It would be easy to describe this book as "cyberpunk meets noir," but that would be a disservice to the reader, the author and the book.

Although this book is set in a future that is seems to be heavily influenced by the punk movement, with computers, hackers, weapons, and leather, this is no superficial, cartoon world setting for a quick romp through cyberspace. There is a depth and texture here that promises, and delivers, as a setting for a novel that could end up as influential as Vinge's True Names, or Stephenson's Snow Crash or Spillane's Mike Hammer.

The main technological trapping of this setting is the ability to digitize, store and transport human consciousness. Peoples' consciousnesses can, and are, digitized and loaded out of and into their bodies on a regular basis. The state uses this to punish criminals by storing their minds "in the stack" (digital prison) and the wealthy and powerful can have themselves "backed up" like yesterday's spreadsheets. Interstellar travel is via "digitized human freight." Human bodies ("sleeves") can be rented, bought and sold, to provide containers for these digitized minds. And this is just the background.

This is also a hardboiled detective thriller, easily the equal to Chandler or Hammett in both plot and characterization. There is a complex plot, the de rigueur dames and guns, but also some important themes that are surprising for the genre. The plot is never formulaic, with a depth and enough unexpected twists and turns to keep the reader guessing well into the last chapter.

The protagonist, Takeshi Kovacs, is no simple hardboiled detective; he's a cashiered UN "Envoy," qualified to do anything from holding a beach head or planning a military invasion, to taking over a government from within. People with this training are barred from public office and high government positions on most settled worlds. And Kovacs has been offered a job he can't refuse by one of the richest men in twenty planets: "Kovacs, find out who killed me."
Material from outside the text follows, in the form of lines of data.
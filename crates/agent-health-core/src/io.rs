use crate::error::Result;
use std::io::Write;
use std::path::Path;
use tempfile::NamedTempFile;

/// Write `data` to `path` through a tempfile in the same directory, so a
/// reader sees either the old content or the new content, never a mix.
/// Missing parent directories are created.
pub fn atomic_write(path: &Path, data: &[u8]) -> Result<()> {
    let dir = match path.parent() {
        Some(parent) if !parent.as_os_str().is_empty() => {
            std::fs::create_dir_all(parent)?;
            parent
        }
        _ => Path::new("."),
    };
    let mut tmp = NamedTempFile::new_in(dir)?;
    tmp.write_all(data)?;
    tmp.persist(path).map_err(|e| e.error)?;
    Ok(())
}

pub fn ensure_dir(path: &Path) -> Result<()> {
    std::fs::create_dir_all(path)?;
    Ok(())
}
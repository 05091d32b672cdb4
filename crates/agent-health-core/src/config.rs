use crate::error::{HealthError, Result};
use crate::paths;
use serde::{Deserialize, Serialize};
use std::path::{Path, PathBuf};

// ---------------------------------------------------------------------------
// ConfigWarning / WarnLevel
// ---------------------------------------------------------------------------

#[derive(Debug, Clone, Serialize, Deserialize)]
pub struct ConfigWarning {
    pub level: WarnLevel,
    pub message: String,
}

#[derive(Debug, Clone, PartialEq, Serialize, Deserialize)]
#[serde(rename_all = "snake_case")]
pub enum WarnLevel {
    Warning,
    Error,
}

// ---------------------------------------------------------------------------
// Thresholds
// ---------------------------------------------------------------------------

/// Targets and cut-offs consumed by scoring and diagnosis.
#[derive(Debug, Clone, PartialEq, Serialize, Deserialize)]
pub struct Thresholds {
    #[serde(default = "default_min_commits")]
    pub min_commits_per_window: f64,
    #[serde(default = "default_min_prs")]
    pub min_prs_per_window: f64,
    #[serde(default = "default_review_target")]
    pub review_target: f64,
    #[serde(default = "default_critical")]
    pub critical_overall_threshold: f64,
    #[serde(default = "default_warning")]
    pub warning_overall_threshold: f64,
    #[serde(default = "default_trigger")]
    pub sub_score_trigger_threshold: f64,
}

fn default_min_commits() -> f64 {
    5.0
}

fn default_min_prs() -> f64 {
    2.0
}

fn default_review_target() -> f64 {
    3.0
}

fn default_critical() -> f64 {
    60.0
}

fn default_warning() -> f64 {
    80.0
}

fn default_trigger() -> f64 {
    60.0
}

impl Default for Thresholds {
    fn default() -> Self {
        Self {
            min_commits_per_window: default_min_commits(),
            min_prs_per_window: default_min_prs(),
            review_target: default_review_target(),
            critical_overall_threshold: default_critical(),
            warning_overall_threshold: default_warning(),
            sub_score_trigger_threshold: default_trigger(),
        }
    }
}

// ---------------------------------------------------------------------------
// Policy
// ---------------------------------------------------------------------------

/// Constants used when turning root causes into plans.
#[derive(Debug, Clone, PartialEq, Serialize, Deserialize)]
pub struct Policy {
    /// Reviews an agent should aim for per window.
    #[serde(default = "default_review_goal")]
    pub review_goal: u32,
    /// Never ask for fewer reviews than this, even when the goal is met.
    #[serde(default = "default_review_floor")]
    pub review_floor: u32,
    #[serde(default = "default_target_increment")]
    pub target_increment: f64,
    #[serde(default = "default_target_cap")]
    pub target_cap: f64,
}

fn default_review_goal() -> u32 {
    5
}

fn default_review_floor() -> u32 {
    2
}

fn default_target_increment() -> f64 {
    25.0
}

fn default_target_cap() -> f64 {
    85.0
}

impl Default for Policy {
    fn default() -> Self {
        Self {
            review_goal: default_review_goal(),
            review_floor: default_review_floor(),
            target_increment: default_target_increment(),
            target_cap: default_target_cap(),
        }
    }
}

// ---------------------------------------------------------------------------
// Config
// ---------------------------------------------------------------------------

#[derive(Debug, Clone, Serialize, Deserialize)]
pub struct Config {
    pub version: u32,
    #[serde(default)]
    pub thresholds: Thresholds,
    #[serde(default)]
    pub policy: Policy,
    /// Directory, relative to the project root, holding agent definition documents.
    #[serde(default = "default_documents_dir")]
    pub documents_dir: String,
}

fn default_documents_dir() -> String {
    paths::DEFAULT_DOCUMENTS_DIR.to_string()
}

impl Default for Config {
    fn default() -> Self {
        Self {
            version: 1,
            thresholds: Thresholds::default(),
            policy: Policy::default(),
            documents_dir: default_documents_dir(),
        }
    }
}

impl Config {
    pub fn documents_path(&self, root: &Path) -> PathBuf {
        root.join(&self.documents_dir)
    }

    // -----------------------------------------------------------------------
    // Persistence
    // -----------------------------------------------------------------------

    pub fn load(root: &Path) -> Result<Self> {
        let path = paths::config_path(root);
        if !path.exists() {
            return Err(HealthError::NotInitialized);
        }
        let data = std::fs::read_to_string(&path)?;
        let cfg: Config = serde_yaml::from_str(&data)?;
        Ok(cfg)
    }

    pub fn save(&self, root: &Path) -> Result<()> {
        let path = paths::config_path(root);
        let data = serde_yaml::to_string(self)?;
        crate::io::atomic_write(&path, data.as_bytes())
    }

    // -----------------------------------------------------------------------
    // Validation
    // -----------------------------------------------------------------------

    pub fn validate(&self) -> Vec<ConfigWarning> {
        let mut warnings = Vec::new();
        let t = &self.thresholds;

        for (name, value) in [
            ("min_commits_per_window", t.min_commits_per_window),
            ("min_prs_per_window", t.min_prs_per_window),
            ("review_target", t.review_target),
        ] {
            if !value.is_finite() || value <= 0.0 {
                warnings.push(ConfigWarning {
                    level: WarnLevel::Warning,
                    message: format!(
                        "thresholds.{name} is {value}; the target counts as always met"
                    ),
                });
            }
        }

        for (name, value) in [
            ("critical_overall_threshold", t.critical_overall_threshold),
            ("warning_overall_threshold", t.warning_overall_threshold),
            ("sub_score_trigger_threshold", t.sub_score_trigger_threshold),
        ] {
            if !(0.0..=100.0).contains(&value) {
                warnings.push(ConfigWarning {
                    level: WarnLevel::Error,
                    message: format!("thresholds.{name} must be within 0-100, got {value}"),
                });
            }
        }

        if t.warning_overall_threshold <= t.critical_overall_threshold {
            warnings.push(ConfigWarning {
                level: WarnLevel::Error,
                message: format!(
                    "thresholds.warning_overall_threshold ({}) must be above critical_overall_threshold ({})",
                    t.warning_overall_threshold, t.critical_overall_threshold
                ),
            });
        }

        if self.policy.review_floor > self.policy.review_goal {
            warnings.push(ConfigWarning {
                level: WarnLevel::Warning,
                message: format!(
                    "policy.review_floor ({}) exceeds policy.review_goal ({})",
                    self.policy.review_floor, self.policy.review_goal
                ),
            });
        }

        if !(0.0..=100.0).contains(&self.policy.target_cap) {
            warnings.push(ConfigWarning {
                level: WarnLevel::Error,
                message: format!(
                    "policy.target_cap must be within 0-100, got {}",
                    self.policy.target_cap
                ),
            });
        }

        if self.documents_dir.trim().is_empty() {
            warnings.push(ConfigWarning {
                level: WarnLevel::Error,
                message: "documents_dir must not be empty".to_string(),
            });
        }

        warnings
    }
}

// ---------------------------------------------------------------------------
// Tests
// ---------------------------------------------------------------------------

#[cfg(test)]
mod tests {
    use super::*;
    use tempfile::TempDir;

    #[test]
    fn defaults_match_policy_values() {
        let t = Thresholds::default();
        assert_eq!(t.review_target, 3.0);
        assert_eq!(t.critical_overall_threshold, 60.0);
        assert_eq!(t.warning_overall_threshold, 80.0);
        assert_eq!(t.sub_score_trigger_threshold, 60.0);
        let p = Policy::default();
        assert_eq!(p.target_increment, 25.0);
        assert_eq!(p.target_cap, 85.0);
    }

    #[test]
    fn partial_yaml_fills_defaults() {
        let yaml = "version: 1\nthresholds:\n  min_commits_per_window: 8\n";
        let cfg: Config = serde_yaml::from_str(yaml).unwrap();
        assert_eq!(cfg.thresholds.min_commits_per_window, 8.0);
        assert_eq!(cfg.thresholds.min_prs_per_window, 2.0);
        assert_eq!(cfg.policy.review_goal, 5);
        assert_eq!(cfg.documents_dir, ".claude/agents");
    }

    #[test]
    fn save_and_load_roundtrip() {
        let dir = TempDir::new().unwrap();
        let mut cfg = Config::default();
        cfg.thresholds.review_target = 4.0;
        cfg.save(dir.path()).unwrap();
        let loaded = Config::load(dir.path()).unwrap();
        assert_eq!(loaded.thresholds.review_target, 4.0);
    }

    #[test]
    fn load_without_init_fails() {
        let dir = TempDir::new().unwrap();
        assert!(matches!(
            Config::load(dir.path()),
            Err(HealthError::NotInitialized)
        ));
    }

    #[test]
    fn validate_default_config_no_warnings() {
        assert!(Config::default().validate().is_empty());
    }

    #[test]
    fn validate_inverted_status_thresholds() {
        let mut cfg = Config::default();
        cfg.thresholds.warning_overall_threshold = 50.0;
        let warnings = cfg.validate();
        assert!(warnings
            .iter()
            .any(|w| w.level == WarnLevel::Error && w.message.contains("must be above")));
    }

    #[test]
    fn validate_zero_target_warns() {
        let mut cfg = Config::default();
        cfg.thresholds.review_target = 0.0;
        let warnings = cfg.validate();
        assert_eq!(warnings.len(), 1);
        assert_eq!(warnings[0].level, WarnLevel::Warning);
        assert!(warnings[0].message.contains("review_target"));
    }
}
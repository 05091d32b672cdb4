pub mod config;
pub mod diagnose;
pub mod document;
pub mod error;
pub mod history;
pub mod io;
pub mod metrics;
pub mod paths;
pub mod pipeline;
pub mod plan;
pub mod recommend;
pub mod roster;
pub mod score;
pub mod synthetic;
pub mod team;
pub mod types;

pub use error::{HealthError, Result};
On a deeper level, this novel asks some real hard questions, that get to the heart of what it means to be human. If you can digitize, back up and restore people, what is the meaning of death? Is the "soul" digitized, or just your memories? Does it matter? When bodies can be rented and exchanged, just what is "identity"? When people can buy new bodies and live for centuries, amassing power and wealth, how will that affect their humanity? Will they become more than human, or less? How will this effect human society? These issues are all raised subtly, this is no sermonizing sociology text masquerading as a novel.

But Morgan's novel remains at its heart a well-crafted detective story. No matter how corrupt the society, no matter how powerful the rich, in the end, justice comes from the smoking barrel of a hired gun, working for some fast cash, plus expenses. This books tries, and succeeds, on so many levels, that can only hope that this will be just the first novel from this new author. Somewhere, Chandler and Hammett are saying, "Ya' done good, kid. Now kiss the dame and get outta here."

(As I was finishing this review, I discovered that Morgan's second novel, Broken Angels, which continues Kovacs exploits, has just been published by Gollancz in the UK. I'll gladly pay international shipping to get my hands on this second book as soon as possible.)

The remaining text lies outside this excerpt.